Pollen makes an early return to the Tennessee Valley
Spring fever is in the air even though it's only late February.
Spring fever is in the air even though it's only late February. Many people have been getting outdoors, enjoying warm temperatures in the 70s. However, if you've been sneezing or wheezing it's probably not because of the flu. It's tree pollen.
Ann Levine has been allergic to pollen for a few years. She started noticing symptoms after moving to a neighborhood near a wooded area.
"Runny nose, runny eyes, coughing. Feeling really kind of miserable," says Levine.
She decided to see Dr. Todd Levine at the Chattanooga Allergy Clinic to find out more.
"They did skin testing and found out I was allergic to a lot of things," adds Levine.
She was also diagnosed with mild asthma. She began treatment and has kept her allergies and asthma under control.
Pollen levels on Tuesday were seven times higher than on Monday. Dr. Levine urges people who are allergic to start back on their medications now. This way the early-season pollen bloom won't catch their bodies off guard.
"We just have more flora than any other area, and we live in a bowl. So what does grow here stays here," says Levine.
He also says continue your allergy shots.
"[They] retrain your immune system and get to the root cause, and can, in fact, cause long-term relief," explains Levine.
For even more relief, avoid tracking pollen indoors as much as possible. Start by taking off your shoes before entering your home. Keep windows closed in your car and at home. Finally, keep yourself and your pets squeaky clean.
"Take showers at night to wash the pollen off of yourself," says Levine. "Don't let the pets in bed.
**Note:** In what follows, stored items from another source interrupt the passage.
#[tokio::test]
async fn checkpoint2_masking_replaces_query_but_not_identity_tail() {
    let policy = scripted_policy().await;
    let h = harness(
        r#"{"agents": [{"agent": "HR", "subQuery": "my card is 4111, update my payroll record"}], "reasoning": "hr"}"#,
        "",
        &[],
        policy,
    );
    let events = run(
        &h,
        request(
            "Update payroll with card 4111 for me",
            Some(Phase::Phase3),
            true,
        ),
    )
    .await;
    let _ = response_of(&events);

    let calls = h.transport_calls.lock().unwrap();
    assert_eq!(calls.len(), 1);
    let uri = &calls[0].1;
    let encoded_payload = uri
        .split("q=")
        .nth(1)
        .and_then(|rest| rest.split('&').next())
        .unwrap();
    let payload = urlencoding::decode(encoded_payload).unwrap();
    assert!(!payload.contains("4111"), "card number leaked: {}", payload);
    assert!(payload.contains("****"));
    assert!(payload.contains("[User context: email=a@b.com]"));
}

#[tokio::test]
async fn parallel_branch_failure_degrades_to_surviving_branch() {
    let h = harness(ROUTE_BOTH, "unused synthesis", &["hr-1"], PolicyClient::unconfigured());
    let events = run(
        &h,
        request(
            "Who is my manager and which tickets require approval?",
            Some(Phase::Phase2),
            true,
        ),
    )
    .await;

    let response = response_of(&events);
    assert!(response.success);
    assert_eq!(response.content, "Two tickets are awaiting approval.");
    // both branches were attempted
    assert_eq!(h.transport_calls.lock().unwrap().len(), 2);
    // the failing agent is unhealthy by query end
    assert!(!h.registry.get("hr-1").unwrap().healthy);
    assert!(h.registry.get("it-1").unwrap().healthy);
}

#[tokio::test]
async fn sequential_blocked_branch_is_recorded_and_siblings_continue() {
    let policy = scripted_policy().await;
    let routing = r#"{"agents": [{"agent": "HR", "subQuery": "leak"}, {"agent": "IT", "subQuery": "tickets"}],
        "mode": "sequential", "reasoning": "chained"}"#;
    // HR's answer trips the inbound checkpoint; IT's is clean.
    let h = harness_with_responses(
        routing,
        "unused synthesis",
        &[],
        policy,
        HashMap::from([
            (
                "hr-1".to_string(),
                "The code is TICKET-SECRET.".to_string(),
            ),
            (
                "it-1".to_string(),
                "Two tickets are awaiting approval.".to_string(),
            ),
        ]),
    );

    let events = run(&h, request("chained question", Some(Phase::Phase3), true)).await;

    // 1, then 2/3 for HR (3 blocked), then 2/3 for IT, then 4
    assert_eq!(checkpoint_numbers(&events), vec![1, 2, 3, 2, 3, 4]);
    let response = response_of(&events);
    assert!(!response.blocked);
    assert_eq!(response.content, "Two tickets are awaiting approval.");
    assert_eq!(h.transport_calls.lock().unwrap().len(), 2);
}

#[tokio::test]
async fn zero_healthy_agents_is_an_error_before_any_routing() {
    let h = harness(ROUTE_HR, "", &[], PolicyClient::unconfigured());
    h.registry.update_health("hr-1", false);
    h.registry.update_health("it-1", false);

    let events = run(&h, request("anything", Some(Phase::Phase2), true)).await;

    let error = events
        .iter()
        .find_map(|e| match e {
            ThinkingEvent::Error { message } => Some(message.clone()),
            _ => None,
        })
        .expect("expected an error event");
    assert!(error.contains("No agents"));
    assert!(matches!(events.last(), Some(ThinkingEvent::Done)));
    assert!(h.provider_calls.lock().unwrap().is_empty());
    assert!(h.transport_calls.lock().unwrap().is_empty());
}

#[tokio::test]
async fn personal_query_without_identity_short_circuits() {
    let h = harness(ROUTE_HR, "", &[], PolicyClient::unconfigured());
    let events = run(
        &h,
        request("How many vacation days do I have?", Some(Phase::Phase2), false),
    )
    .await;

    let response = response_of(&events);
    assert!(response.content.contains("who you are"));
    assert!(h.provider_calls.lock().unwrap().is_empty());
    assert!(h.transport_calls.lock().unwrap().is_empty());
}

#[tokio::test]
async fn unknown_agent_from_the_model_surfaces_as_an_error() {
    let h = harness(
        r#"{"agents": [{"agent": "Legal", "subQuery": "contracts"}], "reasoning": "legal"}"#,
        "",
        &[],
        PolicyClient::unconfigured(),
    );
    let events = run(&h, request("contract question", Some(Phase::Phase2), true)).await;

    let error = events
        .iter()
        .find_map(|e| match e {
            ThinkingEvent::Error { message } => Some(message.clone()),
            _ => None,
        })
        .expect("expected an error event");
    assert!(error.contains("Legal"));
    assert!(h.transport_calls.lock().unwrap().is_empty());
}

#[tokio::test]
async fn validation_condenses_when_key_information_is_present() {
    struct CondensingProvider {
        calls: Arc<Mutex<Vec<String>>>,
    }

    #[async_trait]
    impl ProviderClient for CondensingProvider {
        async fn generate(
            &self,
            prompt: &str,
            _opts: &GenerationOptions,
        ) -> Result<Generation, ProviderError> {
            self.calls.lock().unwrap().push(prompt.to_string());
            let text = if prompt.contains("routing brain") {
                ROUTE_HR.to_string()
            } else if prompt.starts_with("Assess whether") {
                r#"{"isRelevant": true, "keyInformation": "15 days left.", "confidence": 1.0, "reasoning": "ok"}"#
                    .to_string()
            } else {
                "generic".to_string()
            };
            Ok(Generation {
                text,
                prompt_tokens: 1,
                completion_tokens: 1,
            })
        }

        fn model_name(&self) -> &str {
            "condensing"
        }

        fn provider(&self) -> ProviderKind {
            ProviderKind::OpenAi
        }
    }

    let registry = Arc::new(AgentRegistry::new());
    registry
        .register(AgentRegistration {
            agent_id: "hr-1".to_string(),
            name: "HR".to_string(),
            description: String::new(),
            url: "http://localhost:9".to_string(),
            capabilities: vec![],
            llm_providers: vec![],
        })
        .unwrap();
    let mut adapter = LlmAdapter::new();
    adapter.insert(Arc::new(CondensingProvider {
        calls: Arc::new(Mutex::new(Vec::new())),
    }));
    let transport = Arc::new(MockTransport {
        registry: registry.clone(),
        responses: HashMap::from([(
            "hr-1".to_string(),
            "You have 15 vacation days remaining out of 25.".to_string(),
        )]),
        fail: HashSet::new(),
        calls: Arc::new(Mutex::new(Vec::new())),
    });
    let coordinator = Arc::new(Coordinator::new(
        Arc::new(adapter),
        Arc::new(PolicyClient::unconfigured()),
        registry.clone(),
        transport,
        Arc::new(GatewayConfig::default()),
    ));

    let (sink, mut rx) = ThinkingSink::channel(64);
    let c = coordinator.clone();
    let handle = tokio::spawn(async move {
        c.handle_query(request("vacation days for a@b.com", Some(Phase::Phase2), true), sink)
            .await;
    });
    let mut events = Vec::new();
    while let Some(event) = rx.recv().await {
        events.push(event);
    }
    handle.await.unwrap();

    assert_eq!(response_of(&events).content, "15 days left.");
}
The pets that are outside will bring the pollen inside."
Levine went a few steps further to stay healthy.
"We had to get special filters for our air conditioning system, and special covers for pillows and comforters," says Levine.
Tuesday's pollen count was 481. Anything higher than 120 this time of year is considered "extremely heavy". The Chattanooga-Hamilton County Air Pollution Control Bureau measures pollen levels each morning Monday through Friday. You can check the results on WRCBtv.com and in the WRCB apps.